Friday, 5 April 2013

Using drinks cans to craft metal embellishments

This is a photo heavy tutorial!

I've used cans to supply craft metal for some time (and Hubby so enjoys helping with the supplies lol!!).  I taught my craft class this technique in a recent die - cutting class. A few people on the blog recently asked for a step by step tutorial, so here 'tis!

I'm sure you can find a video on you tube, and there are bound to be better (and safer!) ways to do this, but this is what works for me....

You will need.....scissors and an empty, clean drinks can (food cans are too thick and don't work) - soft drinks are just as effective, but this is what''s readily available in the Willis house!

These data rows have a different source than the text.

mod convert;
mod http;
mod service;

use std::future::Future;
use std::net::SocketAddr;
use std::sync::Arc;

use rmeta_consensus::ReplicatedLog;
use rmeta_storage::StateMachineStore;

pub use convert::{ret_code, Reply, RET_FAIL, RET_OK};
pub use http::router;
pub use service::{DataSnapshot, MetaService, MetaServiceConfig};

/// Serve the JSON-over-HTTP API on `addr` until `shutdown` resolves.
pub async fn serve<L, S>(
    addr: SocketAddr,
    service: Arc<MetaService<L, S>>,
    shutdown: impl Future<Output = ()> + Send + 'static,
) -> anyhow::Result<()>
where
    L: ReplicatedLog,
    S: StateMachineStore,
{
    let listener = tokio::net::TcpListener::bind(addr).await?;
    tracing::info!(%addr, node_id = service.node_id(), "metadata HTTP server starting");
    axum::serve(listener, router(service))
        .with_graceful_shutdown(shutdown)
        .await
        .map_err(Into::into)
}
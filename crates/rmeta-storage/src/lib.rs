pub mod codec;
pub mod data;
pub mod fjall;
pub mod keys;
pub mod mem;
pub mod state;
pub mod traits;
pub mod types;

pub use data::MetaData;
pub use state::{MemStateMachine, StateMachineConfig};
pub use traits::{LogStorage, StateMachineStore};
pub use types::{LogEntry, LogState, Snapshot, SnapshotMeta};
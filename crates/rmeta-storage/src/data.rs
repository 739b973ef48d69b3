//! Replicated cluster metadata and its deterministic transition function.
//!
//! Every mutation reads time only from the log entry being applied and never
//! performs I/O, so replicas applying the same entries end in the same state.

use std::collections::BTreeMap;

use rmeta_types::command::{
    AcquireLease, Authenticate, CreateContinuousQuery, CreateDataNode, CreateDatabase,
    CreateDatabaseWithRetentionPolicy, CreateRetentionPolicy, CreateSubscription, CreateUser, DeleteDataNode, DeleteShardGroup, DropContinuousQuery,
    DropDatabase, DropRetentionPolicy, DropShard, DropSubscription, DropUser,
    PrecreateShardGroups, SetAdminPrivilege, SetPrivilege, TruncateShardGroups,
    UpdateRetentionPolicy, UpdateUser,
};
use rmeta_types::meta::{DAY_NS, HOUR_NS, MIN_RETENTION_NS, WEEK_NS};
use rmeta_types::{
    ApplyError, Command, ContinuousQueryInfo, DatabaseInfo, Lease, LogIndex, MetaError,
    MetaResponse, NodeId, NodeInfo, RetentionPolicyInfo, RetentionPolicySpec, ShardGroupId,
    ShardGroupInfo, ShardInfo, SubscriptionInfo, UserInfo,
};

use crate::codec::{decode, encode};
use crate::state::StateMachineConfig;
use crate::types::LogEntry;

/// Deleted shard groups are kept this long before pruning drops them.
const PRUNE_AFTER_NS: i64 = DAY_NS as i64;

const SUBSCRIPTION_MODES: [&str; 2] = ["ALL", "ANY"];

/// The whole replicated metadata state.
#[derive(Debug, Clone, Default, PartialEq, Eq, serde::Serialize, serde::Deserialize)]
#[serde(rename_all = "camelCase")]
pub struct MetaData {
    /// Index of the last applied log entry.
    pub index: LogIndex,
    /// Append time of the last applied log entry.
    pub applied_at_ns: i64,
    pub max_node_id: NodeId,
    pub max_shard_group_id: ShardGroupId,
    pub max_shard_id: u64,
    pub data_nodes: Vec<NodeInfo>,
    pub databases: Vec<DatabaseInfo>,
    pub users: Vec<UserInfo>,
    pub leases: BTreeMap<String, Lease>,
}
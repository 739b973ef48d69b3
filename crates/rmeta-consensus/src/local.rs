//! Single-voter log.
//!
//! Appends are totally ordered under one async mutex and applied in index
//! order by a dedicated applier task. With one voter an appended entry is
//! committed, so `read_index` is simply the last appended index.

use std::collections::HashMap;
use std::sync::atomic::{AtomicBool, AtomicU64, Ordering};
use std::sync::Arc;
use std::time::{SystemTime, UNIX_EPOCH};

use tokio::sync::{mpsc, oneshot, watch, Mutex};
use tokio::task::JoinHandle;

use rmeta_storage::{LogEntry, LogStorage, StateMachineStore};
use rmeta_types::{LogIndex, MetaError, MetaResponse, NodeId, Proposal};

use crate::ReplicatedLog;

type Reply = Result<MetaResponse, MetaError>;

#[derive(Debug, Clone)]
pub struct LocalLogConfig {
    pub node_id: NodeId,
    /// Snapshot and purge the log every this many applied entries; `0` disables.
    pub snapshot_threshold: u64,
}

impl Default for LocalLogConfig {
    fn default() -> Self {
        LocalLogConfig { node_id: 1, snapshot_threshold: 1024 }
    }
}

struct AppendState {
    last_index: LogIndex,
    last_appended_at_ns: i64,
    /// `None` once the log is shut down.
    applier: Option<mpsc::UnboundedSender<LogEntry>>,
}

struct Inner<S, M> {
    config: LocalLogConfig,
    storage: S,
    state: M,
    append: Mutex<AppendState>,
    /// Last appended (and therefore committed) index.
    committed: AtomicU64,
    leader: AtomicBool,
    /// Waiters keyed by the index assigned at append.
    pending: Mutex<HashMap<LogIndex, oneshot::Sender<Reply>>>,
    applied: watch::Sender<LogIndex>,
}

pub struct LocalLog<S, M> {
    inner: Arc<Inner<S, M>>,
    applier: Mutex<Option<JoinHandle<()>>>,
}

impl<S: LogStorage, M: StateMachineStore> LocalLog<S, M> {
    /// Recover from `storage` into `state` and start the applier.
    ///
    /// Recovery installs the stored snapshot (if any) and replays every entry
    /// after it.
    pub async fn start(config: LocalLogConfig, storage: S, state: M) -> Result<Self, MetaError> {
        if let Some(snapshot) = storage.read_snapshot().await? {
            tracing::info!(
                snapshot_id = %snapshot.meta.snapshot_id,
                index = snapshot.meta.last_log_index,
                "installing snapshot"
            );
            state.install_snapshot(snapshot).await?;
        }

        let mut applied = state.last_applied().await?;
        // Seeds the append clock so timestamps keep rising across restarts.
        let mut last_appended_at_ns = state.data().await?.applied_at_ns;
        let log_state = storage.log_state().await?;
        let high_water = log_state.high_water().max(applied);
        if high_water > applied {
            for entry in storage.get_entries(applied + 1, high_water).await? {
                match state.apply(&entry).await {
                    Ok(_) | Err(MetaError::Apply(_) | MetaError::Decode(_)) => {}
                    // Skipped the same way the applier skips it.
                    Err(MetaError::Internal(e)) => {
                        tracing::warn!(index = entry.index, error = %e, "replayed entry failed to apply");
                    }
                    Err(e) => return Err(e),
                }
                applied = entry.index;
                last_appended_at_ns = last_appended_at_ns.max(entry.appended_at_ns);
            }
        }

        let (applied_tx, _) = watch::channel(applied);
        let (entry_tx, entry_rx) = mpsc::unbounded_channel();
        let inner = Arc::new(Inner {
            append: Mutex::new(AppendState {
                last_index: high_water,
                last_appended_at_ns,
                applier: Some(entry_tx),
            }),
            committed: AtomicU64::new(high_water),
            leader: AtomicBool::new(true),
            pending: Mutex::new(HashMap::new()),
            applied: applied_tx,
            config,
            storage,
            state,
        });

        tracing::info!(
            node_id = inner.config.node_id,
            applied,
            last_index = high_water,
            "metadata log recovered"
        );

        let handle = tokio::spawn(run_applier(inner.clone(), entry_rx));
        Ok(LocalLog { inner, applier: Mutex::new(Some(handle)) })
    }

    pub fn state(&self) -> &M {
        &self.inner.state
    }

    pub fn is_leader(&self) -> bool {
        self.inner.leader.load(Ordering::Acquire)
    }

    /// Relinquish leadership: later proposals fail with `NotLeader` and read
    /// index requests with `ReadIndex`. Entries already appended still apply.
    pub fn step_down(&self) {
        if self.inner.leader.swap(false, Ordering::AcqRel) {
            tracing::warn!(node_id = self.inner.config.node_id, "stepped down");
        }
    }

    /// Step down, drain the applier and fail whatever is still waiting.
    pub async fn shutdown(&self) {
        self.step_down();
        // Dropping the sender lets the applier finish queued entries and exit.
        self.inner.append.lock().await.applier = None;
        if let Some(handle) = self.applier.lock().await.take() {
            if let Err(e) = handle.await {
                tracing::error!(error = %e, "applier task failed");
            }
        }
        let mut pending = self.inner.pending.lock().await;
        for (_, waiter) in pending.drain() {
            let err = MetaError::Indeterminate("log shut down before the entry applied".into());
            let _ = waiter.send(Err(err));
        }
        tracing::info!(node_id = self.inner.config.node_id, "metadata log stopped");
    }
}

impl<S: LogStorage, M: StateMachineStore> Inner<S, M> {
    /// Assign the next index, persist the entry and hand it to the applier.
    async fn append(&self, proposal: Proposal) -> Result<oneshot::Receiver<Reply>, MetaError> {
        let mut g = self.append.lock().await;
        if !self.leader.load(Ordering::Acquire) {
            return Err(MetaError::NotLeader { leader: None });
        }
        let applier = g
            .applier
            .clone()
            .ok_or_else(|| MetaError::Rejected("log is shut down".into()))?;
        if applier.is_closed() {
            return Err(MetaError::Rejected("applier stopped".into()));
        }

        let index = g.last_index + 1;
        // Appended timestamps never go backwards, even if the wall clock does.
        let appended_at_ns = now_ns().max(g.last_appended_at_ns);
        let kind = proposal.kind();
        let entry = LogEntry { index, appended_at_ns, proposal };

        self.storage.append(vec![entry.clone()]).await?;
        g.last_index = index;
        g.last_appended_at_ns = appended_at_ns;
        self.committed.store(index, Ordering::Release);

        let (tx, rx) = oneshot::channel();
        self.pending.lock().await.insert(index, tx);
        if applier.send(entry).is_err() {
            self.pending.lock().await.remove(&index);
            return Err(MetaError::Indeterminate(format!(
                "entry {index} persisted but the applier stopped"
            )));
        }
        tracing::trace!(index, %kind, "appended");
        Ok(rx)
    }

    async fn compact(&self) -> Result<(), MetaError> {
        let snapshot = self.state.build_snapshot().await?;
        let index = snapshot.meta.last_log_index;
        let snapshot_id = snapshot.meta.snapshot_id.clone();
        self.storage.save_snapshot(snapshot).await?;
        self.storage.purge(index).await?;
        tracing::debug!(index, %snapshot_id, "log compacted");
        Ok(())
    }
}

async fn run_applier<S: LogStorage, M: StateMachineStore>(
    inner: Arc<Inner<S, M>>,
    mut entries: mpsc::UnboundedReceiver<LogEntry>,
) {
    while let Some(entry) = entries.recv().await {
        let index = entry.index;
        let result = inner.state.apply(&entry).await;
        if let Err(e) = &result {
            if !matches!(e, MetaError::Apply(_) | MetaError::Decode(_)) {
                tracing::error!(index, error = %e, "apply failed");
            }
        }

        let threshold = inner.config.snapshot_threshold;
        if threshold > 0 && index % threshold == 0 {
            if let Err(e) = inner.compact().await {
                tracing::warn!(index, error = %e, "log compaction failed");
            }
        }

        inner.applied.send_replace(index);
        // The caller may have given up; its slot is released either way.
        if let Some(waiter) = inner.pending.lock().await.remove(&index) {
            let _ = waiter.send(result);
        }
    }
}

impl<S: LogStorage, M: StateMachineStore> ReplicatedLog for LocalLog<S, M> {
    fn node_id(&self) -> NodeId {
        self.inner.config.node_id
    }

    async fn propose(&self, proposal: Proposal) -> Result<MetaResponse, MetaError> {
        let inner = self.inner.clone();
        // Appending runs on its own task so a cancelled caller never leaves an
        // entry persisted but not handed to the applier.
        let rx = tokio::spawn(async move { inner.append(proposal).await })
            .await
            .map_err(|e| MetaError::Internal(e.to_string()))??;
        rx.await
            .map_err(|_| MetaError::Indeterminate("log stopped before the entry was applied".into()))?
    }

    async fn read_index(&self) -> Result<LogIndex, MetaError> {
        if !self.is_leader() {
            return Err(MetaError::ReadIndex("not the leader".into()));
        }
        Ok(self.inner.committed.load(Ordering::Acquire))
    }

    async fn wait_applied(&self, index: LogIndex) -> Result<(), MetaError> {
        let mut rx = self.inner.applied.subscribe();
        rx.wait_for(|applied| *applied >= index)
            .await
            .map(|_| ())
            .map_err(|_| MetaError::ReadIndex("applier stopped".into()))
    }

    fn applied_index(&self) -> LogIndex {
        *self.inner.applied.borrow()
    }
}

fn now_ns() -> i64 {
    SystemTime::now()
        .duration_since(UNIX_EPOCH)
        .unwrap_or_default()
        .as_nanos() as i64
}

the gardening glove is my nod to health and Safety, as cutting the can exposes some nasty sharp edges.  Please don't use your best crafty scissors, I use an old cheapo pair that aren't used for anything special - if you have one of those super duper knives that cut anything ( as sold on various tv shopping channels!) that would probably work too!

The first thing you do is use one blade of the scissors and poke the point through the tin near the top........
....then make the same sort of incision near the base.  I find it easier to puncture top and bottom whilst the can is still intact. Once you cut off one end it is much harder to puncture the other end. Then you cut off one end starting at the incision you just made - I do this still using one blade of the scissors in a sawing motion, you might find it easier to cut with them using them as actual scissors!

Once you've removed both top and bottom, you will be left with a tin tube and two ends......
 
  The next step is to change it from a tube to a flat piece of metal.  So use your scissors to cut a straight line up the length of the can - I find it easiest to follow the line where all the text ends, it's usually a good guide, but will obviously depend on the manufacturer.

....this will leave you with a tight tube, but probably lots of nasty sticky out ends of metal!  These are very dangerous, and part of the reason for the garden glove - you will really know it if you catch your hand on one of these little shards! If you're anything like me the first time I did this, the air will turn blue :-) so USE A GLOVE!! Ahem, sorry about the lecture, soap box has been returned to its resting place lol!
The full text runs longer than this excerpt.